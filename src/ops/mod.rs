//! Maintenance operators over the canonical tree and its locale siblings.
//!
//! Operators compute their result in memory and leave file output and
//! console reporting to the command layer.
//!
//! - `generate`: rebuild the canonical tree from a source scan
//! - `rekey`: move or copy a key across every translation file
//! - `prune`: drop locale entries the canonical tree no longer has
//! - `lint`: run the lint rules over the canonical file
//! - `usage`: reverse lookup of which files consume which keys
//! - `sort`: alphabetical key ordering

pub mod generate;
pub mod lint;
pub mod prune;
pub mod rekey;
pub mod sort;
pub mod usage;
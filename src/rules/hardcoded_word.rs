//! Hardcoded word rule.
//!
//! Product names and similar words are substituted at runtime rather than
//! written into translations. A value spelling one out is reported unless its
//! key is explicitly allowed.

use std::collections::HashSet;

use regex::Regex;

use crate::{
    core::parsers::json::TranslationFile,
    issues::HardcodedWordIssue,
    rules::helpers::{lint_leaves, message_context},
};

/// Compiled denylist plus the keys exempt from it.
#[derive(Debug, Clone, Default)]
pub struct HardcodedWords {
    words: Vec<(String, Regex)>,
    allowed_keys: HashSet<String>,
}

impl HardcodedWords {
    /// Compile `words` into case-insensitive whole-word patterns.
    pub fn new(words: &[String], allowed_keys: &[String]) -> Result<Self, regex::Error> {
        let words = words
            .iter()
            .map(|word| {
                let pattern = format!(r"(?i)\b{}\b", regex::escape(word));
                Regex::new(&pattern).map(|re| (word.clone(), re))
            })
            .collect::<Result<Vec<_>, _>>()?;
        Ok(Self {
            words,
            allowed_keys: allowed_keys.iter().cloned().collect(),
        })
    }

    pub fn is_empty(&self) -> bool {
        self.words.is_empty()
    }

    /// First denylisted word found in `value`.
    pub fn find_in(&self, value: &str) -> Option<&str> {
        self.words
            .iter()
            .find(|(_, re)| re.is_match(value))
            .map(|(word, _)| word.as_str())
    }

    pub fn is_allowed(&self, key: &str) -> bool {
        self.allowed_keys.contains(key)
    }
}

/// Report each leaf whose forms contain a denylisted word, once per word.
pub fn check_hardcoded_words(
    file: &TranslationFile,
    separator: &str,
    words: &HardcodedWords,
) -> Vec<HardcodedWordIssue> {
    if words.is_empty() {
        return Vec::new();
    }

    let mut issues = Vec::new();
    for leaf in lint_leaves(file, separator) {
        if words.is_allowed(&leaf.key) {
            continue;
        }

        let mut reported: Vec<&str> = Vec::new();
        for value in leaf.translation.strings() {
            let Some(word) = words.find_in(value) else {
                continue;
            };
            if reported.contains(&word) {
                continue;
            }
            reported.push(word);

            let mut context = message_context(file, &leaf);
            context.value = value.to_string();
            issues.push(HardcodedWordIssue {
                context,
                word: word.to_string(),
            });
        }
    }

    issues
}
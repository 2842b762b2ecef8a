//! JSON encoding of translation trees.

use indexmap::IndexMap;
use serde::de::{self, Deserialize, Deserializer};
use serde::ser::{Serialize, SerializeMap, Serializer};
use serde_json::{Map, Value};

use super::{Node, PLURAL_OTHER, Plural, Translation, Tree, TreeError};

impl Tree {
    /// Decode a tree from a parsed JSON value. The root must be an object.
    pub fn from_json(value: Value) -> Result<Self, TreeError> {
        match value {
            Value::Object(map) => decode_object(map, ""),
            other => Err(TreeError::InvalidValue {
                key: String::new(),
                reason: format!("expected an object at the root, found {}", kind(&other)),
            }),
        }
    }

    pub fn to_json(&self) -> Value {
        Value::Object(
            self.entries
                .iter()
                .map(|(key, node)| (key.clone(), node.to_json()))
                .collect(),
        )
    }
}

impl Node {
    pub fn to_json(&self) -> Value {
        match self {
            Node::Leaf(Translation::Text(text)) => Value::String(text.clone()),
            Node::Leaf(Translation::Plural(plural)) => Value::Object(
                plural
                    .forms()
                    .map(|(form, text)| (form.to_string(), Value::String(text.to_string())))
                    .collect(),
            ),
            Node::Subtree(tree) => tree.to_json(),
        }
    }
}

fn decode_object(map: Map<String, Value>, parent: &str) -> Result<Tree, TreeError> {
    let mut tree = Tree::new();
    for (key, value) in map {
        let full_key = if parent.is_empty() {
            key.clone()
        } else {
            format!("{parent}.{key}")
        };
        let node = decode_node(value, &full_key)?;
        tree.entries.insert(key, node);
    }
    Ok(tree)
}

fn decode_node(value: Value, full_key: &str) -> Result<Node, TreeError> {
    match value {
        Value::String(text) => Ok(Node::text(text)),
        Value::Object(map) if map.contains_key(PLURAL_OTHER) => {
            let mut forms = IndexMap::with_capacity(map.len());
            for (form, text) in map {
                match text {
                    Value::String(text) => {
                        forms.insert(form, text);
                    }
                    other => {
                        return Err(TreeError::InvalidValue {
                            key: full_key.to_string(),
                            reason: format!(
                                "plural form \"{form}\" must be a string, found {}",
                                kind(&other)
                            ),
                        });
                    }
                }
            }
            Plural::from_forms(forms)
                .map(Node::plural)
                .ok_or_else(|| TreeError::InvalidValue {
                    key: full_key.to_string(),
                    reason: "plural record without \"other\"".to_string(),
                })
        }
        Value::Object(map) => decode_object(map, full_key).map(Node::Subtree),
        other => Err(TreeError::InvalidValue {
            key: full_key.to_string(),
            reason: format!("expected a string or an object, found {}", kind(&other)),
        }),
    }
}

fn kind(value: &Value) -> &'static str {
    match value {
        Value::Null => "null",
        Value::Bool(_) => "a boolean",
        Value::Number(_) => "a number",
        Value::String(_) => "a string",
        Value::Array(_) => "an array",
        Value::Object(_) => "an object",
    }
}

impl Serialize for Tree {
    fn serialize<S: Serializer>(&self, serializer: S) -> Result<S::Ok, S::Error> {
        let mut map = serializer.serialize_map(Some(self.entries.len()))?;
        for (key, node) in &self.entries {
            map.serialize_entry(key, node)?;
        }
        map.end()
    }
}

impl Serialize for Node {
    fn serialize<S: Serializer>(&self, serializer: S) -> Result<S::Ok, S::Error> {
        match self {
            Node::Leaf(Translation::Text(text)) => serializer.serialize_str(text),
            Node::Leaf(Translation::Plural(plural)) => {
                let mut map = serializer.serialize_map(None)?;
                for (form, text) in plural.forms() {
                    map.serialize_entry(form, text)?;
                }
                map.end()
            }
            Node::Subtree(tree) => tree.serialize(serializer),
        }
    }
}

impl<'de> Deserialize<'de> for Tree {
    fn deserialize<D: Deserializer<'de>>(deserializer: D) -> Result<Self, D::Error> {
        let value = Value::deserialize(deserializer)?;
        Tree::from_json(value).map_err(de::Error::custom)
    }
}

▶ **Problem statement**: Once more, set down the full listing, verbatim.

▶ **Answer to this problem**:
filename src/ops/mod.rs
//! Maintenance operators over the canonical tree and its locale siblings.
//!
//! Operators compute their result in memory and leave file output and
//! console reporting to the command layer.
//!
//! - `generate`: rebuild the canonical tree from a source scan
//! - `rekey`: move or copy a key across every translation file
//! - `prune`: drop locale entries the canonical tree no longer has
//! - `lint`: run the lint rules over the canonical file
//! - `usage`: reverse lookup of which files consume which keys
//! - `sort`: alphabetical key ordering

pub mod generate;
pub mod lint;
pub mod prune;
pub mod rekey;
pub mod sort;
pub mod usage;
filename src/rules/hardcoded_word.rs
//! Hardcoded word rule.
//!
//! Product names and similar words are substituted at runtime rather than
//! written into translations. A value spelling one out is reported unless its
//! key is explicitly allowed.

use std::collections::HashSet;

use regex::Regex;

use crate::{
    core::parsers::json::TranslationFile,
    issues::HardcodedWordIssue,
    rules::helpers::{lint_leaves, message_context},
};

/// Compiled denylist plus the keys exempt from it.
#[derive(Debug, Clone, Default)]
pub struct HardcodedWords {
    words: Vec<(String, Regex)>,
    allowed_keys: HashSet<String>,
}

impl HardcodedWords {
    /// Compile `words` into case-insensitive whole-word patterns.
    pub fn new(words: &[String], allowed_keys: &[String]) -> Result<Self, regex::Error> {
        let words = words
            .iter()
            .map(|word| {
                let pattern = format!(r"(?i)\b{}\b", regex::escape(word));
                Regex::new(&pattern).map(|re| (word.clone(), re))
            })
            .collect::<Result<Vec<_>, _>>()?;
        Ok(Self {
            words,
            allowed_keys: allowed_keys.iter().cloned().collect(),
        })
    }

    pub fn is_empty(&self) -> bool {
        self.words.is_empty()
    }

    /// First denylisted word found in `value`.
    pub fn find_in(&self, value: &str) -> Option<&str> {
        self.words
            .iter()
            .find(|(_, re)| re.is_match(value))
            .map(|(word, _)| word.as_str())
    }

    pub fn is_allowed(&self, key: &str) -> bool {
        self.allowed_keys.contains(key)
    }
}

/// Report each leaf whose forms contain a denylisted word, once per word.
pub fn check_hardcoded_words(
    file: &TranslationFile,
    separator: &str,
    words: &HardcodedWords,
) -> Vec<HardcodedWordIssue> {
    if words.is_empty() {
        return Vec::new();
    }

    let mut issues = Vec::new();
    for leaf in lint_leaves(file, separator) {
        if words.is_allowed(&leaf.key) {
            continue;
        }

        let mut reported: Vec<&str> = Vec::new();
        for value in leaf.translation.strings() {
            let Some(word) = words.find_in(value) else {
                continue;
            };
            if reported.contains(&word) {
                continue;
            }
            reported.push(word);

            let mut context = message_context(file, &leaf);
            context.value = value.to_string();
            issues.push(HardcodedWordIssue {
                context,
                word: word.to_string(),
            });
        }
    }

    issues
}
repository 2842b762b2ecef8a
//! JSON encoding of translation trees.

use indexmap::IndexMap;
use serde::de::{self, Deserialize, Deserializer};
use serde::ser::{Serialize, SerializeMap, Serializer};
use serde_json::{Map, Value};

use super::{Node, PLURAL_OTHER, Plural, Translation, Tree, TreeError};

impl Tree {
    /// Decode a tree from a parsed JSON value. The root must be an object.
    pub fn from_json(value: Value) -> Result<Self, TreeError> {
        match value {
            Value::Object(map) => decode_object(map, ""),
            other => Err(TreeError::InvalidValue {
                key: String::new(),
                reason: format!("expected an object at the root, found {}", kind(&other)),
            }),
        }
    }

    pub fn to_json(&self) -> Value {
        Value::Object(
            self.entries
                .iter()
                .map(|(key, node)| (key.clone(), node.to_json()))
                .collect(),
        )
    }
}

impl Node {
    pub fn to_json(&self) -> Value {
        match self {
            Node::Leaf(Translation::Text(text)) => Value::String(text.clone()),
            Node::Leaf(Translation::Plural(plural)) => Value::Object(
                plural
                    .forms()
                    .map(|(form, text)| (form.to_string(), Value::String(text.to_string())))
                    .collect(),
            ),
            Node::Subtree(tree) => tree.to_json(),
        }
    }
}

fn decode_object(map: Map<String, Value>, parent: &str) -> Result<Tree, TreeError> {
    let mut tree = Tree::new();
    for (key, value) in map {
        let full_key = if parent.is_empty() {
            key.clone()
        } else {
            format!("{parent}.{key}")
        };
        let node = decode_node(value, &full_key)?;
        tree.entries.insert(key, node);
    }
    Ok(tree)
}

fn decode_node(value: Value, full_key: &str) -> Result<Node, TreeError> {
    match value {
        Value::String(text) => Ok(Node::text(text)),
        Value::Object(map) if map.contains_key(PLURAL_OTHER) => {
            let mut forms = IndexMap::with_capacity(map.len());
            for (form, text) in map {
                match text {
                    Value::String(text) => {
                        forms.insert(form, text);
                    }
                    other => {
                        return Err(TreeError::InvalidValue {
                            key: full_key.to_string(),
                            reason: format!(
                                "plural form \"{form}\" must be a string, found {}",
                                kind(&other)
                            ),
                        });
                    }
                }
            }
            Plural::from_forms(forms)
                .map(Node::plural)
                .ok_or_else(|| TreeError::InvalidValue {
                    key: full_key.to_string(),
                    reason: "plural record without \"other\"".to_string(),
                })
        }
        Value::Object(map) => decode_object(map, full_key).map(Node::Subtree),
        other => Err(TreeError::InvalidValue {
            key: full_key.to_string(),
            reason: format!("expected a string or an object, found {}", kind(&other)),
        }),
    }
}

fn kind(value: &Value) -> &'static str {
    match value {
        Value::Null => "null",
        Value::Bool(_) => "a boolean",
        Value::Number(_) => "a number",
        Value::String(_) => "a string",
        Value::Array(_) => "an array",
        Value::Object(_) => "an object",
    }
}

impl Serialize for Tree {
    fn serialize<S: Serializer>(&self, serializer: S) -> Result<S::Ok, S::Error> {
        let mut map = serializer.serialize_map(Some(self.entries.len()))?;
        for (key, node) in &self.entries {
            map.serialize_entry(key, node)?;
        }
        map.end()
    }
}

impl Serialize for Node {
    fn serialize<S: Serializer>(&self, serializer: S) -> Result<S::Ok, S::Error> {
        match self {
            Node::Leaf(Translation::Text(text)) => serializer.serialize_str(text),
            Node::Leaf(Translation::Plural(plural)) => {
                let mut map = serializer.serialize_map(None)?;
                for (form, text) in plural.forms() {
                    map.serialize_entry(form, text)?;
                }
                map.end()
            }
            Node::Subtree(tree) => tree.serialize(serializer),
        }
    }
}

impl<'de> Deserialize<'de> for Tree {
    fn deserialize<D: Deserializer<'de>>(deserializer: D) -> Result<Self, D::Error> {
        let value = Value::deserialize(deserializer)?;
        Tree::from_json(value).map_err(de::Error::custom)
    }
}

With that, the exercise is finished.